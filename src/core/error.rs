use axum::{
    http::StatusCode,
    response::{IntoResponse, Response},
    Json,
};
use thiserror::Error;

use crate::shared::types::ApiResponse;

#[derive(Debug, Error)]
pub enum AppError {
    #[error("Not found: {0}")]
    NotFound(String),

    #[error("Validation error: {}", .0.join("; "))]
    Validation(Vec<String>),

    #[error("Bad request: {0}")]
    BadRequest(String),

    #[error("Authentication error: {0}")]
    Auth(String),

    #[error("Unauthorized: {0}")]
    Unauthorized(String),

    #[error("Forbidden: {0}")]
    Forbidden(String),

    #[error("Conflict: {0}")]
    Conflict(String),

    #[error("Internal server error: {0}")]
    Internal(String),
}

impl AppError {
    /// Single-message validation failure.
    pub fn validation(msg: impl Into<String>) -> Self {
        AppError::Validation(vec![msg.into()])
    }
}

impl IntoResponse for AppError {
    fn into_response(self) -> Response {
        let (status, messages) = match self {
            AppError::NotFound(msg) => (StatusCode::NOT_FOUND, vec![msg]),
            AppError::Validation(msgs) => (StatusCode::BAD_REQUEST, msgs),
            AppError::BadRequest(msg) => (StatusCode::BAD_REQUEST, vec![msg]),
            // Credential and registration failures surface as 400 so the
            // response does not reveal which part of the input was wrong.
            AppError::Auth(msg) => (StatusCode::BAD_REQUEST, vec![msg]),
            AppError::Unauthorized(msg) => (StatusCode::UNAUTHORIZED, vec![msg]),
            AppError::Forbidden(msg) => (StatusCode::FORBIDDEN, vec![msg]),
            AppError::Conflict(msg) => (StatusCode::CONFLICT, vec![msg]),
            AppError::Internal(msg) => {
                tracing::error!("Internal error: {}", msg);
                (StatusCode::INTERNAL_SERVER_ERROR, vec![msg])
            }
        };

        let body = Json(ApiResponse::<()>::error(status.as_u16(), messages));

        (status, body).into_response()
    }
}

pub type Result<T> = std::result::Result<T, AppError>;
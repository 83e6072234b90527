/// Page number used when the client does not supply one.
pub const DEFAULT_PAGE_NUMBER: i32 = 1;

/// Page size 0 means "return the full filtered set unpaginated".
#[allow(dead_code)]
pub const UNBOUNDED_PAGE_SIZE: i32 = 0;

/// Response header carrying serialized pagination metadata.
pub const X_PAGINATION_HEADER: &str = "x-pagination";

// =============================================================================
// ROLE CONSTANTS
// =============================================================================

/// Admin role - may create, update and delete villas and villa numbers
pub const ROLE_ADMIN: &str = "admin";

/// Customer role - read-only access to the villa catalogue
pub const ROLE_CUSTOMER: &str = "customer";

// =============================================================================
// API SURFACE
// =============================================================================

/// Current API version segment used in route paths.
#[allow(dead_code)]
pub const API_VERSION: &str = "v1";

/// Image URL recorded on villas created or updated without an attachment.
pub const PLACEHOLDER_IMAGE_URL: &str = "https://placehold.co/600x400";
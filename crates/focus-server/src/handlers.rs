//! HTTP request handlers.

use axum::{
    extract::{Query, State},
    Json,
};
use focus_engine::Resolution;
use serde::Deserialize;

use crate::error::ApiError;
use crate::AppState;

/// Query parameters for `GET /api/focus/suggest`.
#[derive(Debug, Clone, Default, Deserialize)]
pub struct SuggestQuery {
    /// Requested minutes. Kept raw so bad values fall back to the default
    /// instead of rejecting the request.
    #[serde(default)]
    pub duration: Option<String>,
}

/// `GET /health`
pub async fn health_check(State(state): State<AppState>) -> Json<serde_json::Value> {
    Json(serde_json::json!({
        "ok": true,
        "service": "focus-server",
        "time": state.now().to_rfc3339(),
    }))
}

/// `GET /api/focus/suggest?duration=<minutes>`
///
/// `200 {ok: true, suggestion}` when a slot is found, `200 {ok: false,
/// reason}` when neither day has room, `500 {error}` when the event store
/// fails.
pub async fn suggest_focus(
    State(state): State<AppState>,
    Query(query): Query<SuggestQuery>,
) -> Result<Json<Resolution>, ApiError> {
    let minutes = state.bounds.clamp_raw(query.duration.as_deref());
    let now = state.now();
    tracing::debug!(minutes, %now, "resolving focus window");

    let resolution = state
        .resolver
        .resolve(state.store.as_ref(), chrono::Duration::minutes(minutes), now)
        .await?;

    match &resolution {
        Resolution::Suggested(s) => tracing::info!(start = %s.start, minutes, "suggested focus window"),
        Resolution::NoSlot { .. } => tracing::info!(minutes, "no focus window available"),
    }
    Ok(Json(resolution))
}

*WHAT YOU WILL DO*: The response should be an exact copy of every line above.

*YOUR RESPONSE*:
filename src/core/error.rs
use axum::{
    http::StatusCode,
    response::{IntoResponse, Response},
    Json,
};
use thiserror::Error;

use crate::shared::types::ApiResponse;

#[derive(Debug, Error)]
pub enum AppError {
    #[error("Not found: {0}")]
    NotFound(String),

    #[error("Validation error: {}", .0.join("; "))]
    Validation(Vec<String>),

    #[error("Bad request: {0}")]
    BadRequest(String),

    #[error("Authentication error: {0}")]
    Auth(String),

    #[error("Unauthorized: {0}")]
    Unauthorized(String),

    #[error("Forbidden: {0}")]
    Forbidden(String),

    #[error("Conflict: {0}")]
    Conflict(String),

    #[error("Internal server error: {0}")]
    Internal(String),
}

impl AppError {
    /// Single-message validation failure.
    pub fn validation(msg: impl Into<String>) -> Self {
        AppError::Validation(vec![msg.into()])
    }
}

impl IntoResponse for AppError {
    fn into_response(self) -> Response {
        let (status, messages) = match self {
            AppError::NotFound(msg) => (StatusCode::NOT_FOUND, vec![msg]),
            AppError::Validation(msgs) => (StatusCode::BAD_REQUEST, msgs),
            AppError::BadRequest(msg) => (StatusCode::BAD_REQUEST, vec![msg]),
            // Credential and registration failures surface as 400 so the
            // response does not reveal which part of the input was wrong.
            AppError::Auth(msg) => (StatusCode::BAD_REQUEST, vec![msg]),
            AppError::Unauthorized(msg) => (StatusCode::UNAUTHORIZED, vec![msg]),
            AppError::Forbidden(msg) => (StatusCode::FORBIDDEN, vec![msg]),
            AppError::Conflict(msg) => (StatusCode::CONFLICT, vec![msg]),
            AppError::Internal(msg) => {
                tracing::error!("Internal error: {}", msg);
                (StatusCode::INTERNAL_SERVER_ERROR, vec![msg])
            }
        };

        let body = Json(ApiResponse::<()>::error(status.as_u16(), messages));

        (status, body).into_response()
    }
}

pub type Result<T> = std::result::Result<T, AppError>;
repository 83e6072234b90527
/// Page number used when the client does not supply one.
pub const DEFAULT_PAGE_NUMBER: i32 = 1;

/// Page size 0 means "return the full filtered set unpaginated".
#[allow(dead_code)]
pub const UNBOUNDED_PAGE_SIZE: i32 = 0;

/// Response header carrying serialized pagination metadata.
pub const X_PAGINATION_HEADER: &str = "x-pagination";

// =============================================================================
// ROLE CONSTANTS
// =============================================================================

/// Admin role - may create, update and delete villas and villa numbers
pub const ROLE_ADMIN: &str = "admin";

/// Customer role - read-only access to the villa catalogue
pub const ROLE_CUSTOMER: &str = "customer";

// =============================================================================
// API SURFACE
// =============================================================================

/// Current API version segment used in route paths.
#[allow(dead_code)]
pub const API_VERSION: &str = "v1";

/// Image URL recorded on villas created or updated without an attachment.
pub const PLACEHOLDER_IMAGE_URL: &str = "https://placehold.co/600x400";
filename crates/focus-server/src/handlers.rs
//! HTTP request handlers.

use axum::{
    extract::{Query, State},
    Json,
};
use focus_engine::Resolution;
use serde::Deserialize;

use crate::error::ApiError;
use crate::AppState;

/// Query parameters for `GET /api/focus/suggest`.
#[derive(Debug, Clone, Default, Deserialize)]
pub struct SuggestQuery {
    /// Requested minutes. Kept raw so bad values fall back to the default
    /// instead of rejecting the request.
    #[serde(default)]
    pub duration: Option<String>,
}

/// `GET /health`
pub async fn health_check(State(state): State<AppState>) -> Json<serde_json::Value> {
    Json(serde_json::json!({
        "ok": true,
        "service": "focus-server",
        "time": state.now().to_rfc3339(),
    }))
}

/// `GET /api/focus/suggest?duration=<minutes>`
///
/// `200 {ok: true, suggestion}` when a slot is found, `200 {ok: false,
/// reason}` when neither day has room, `500 {error}` when the event store
/// fails.
pub async fn suggest_focus(
    State(state): State<AppState>,
    Query(query): Query<SuggestQuery>,
) -> Result<Json<Resolution>, ApiError> {
    let minutes = state.bounds.clamp_raw(query.duration.as_deref());
    let now = state.now();
    tracing::debug!(minutes, %now, "resolving focus window");

    let resolution = state
        .resolver
        .resolve(state.store.as_ref(), chrono::Duration::minutes(minutes), now)
        .await?;

    match &resolution {
        Resolution::Suggested(s) => tracing::info!(start = %s.start, minutes, "suggested focus window"),
        Resolution::NoSlot { .. } => tracing::info!(minutes, "no focus window available"),
    }
    Ok(Json(resolution))
}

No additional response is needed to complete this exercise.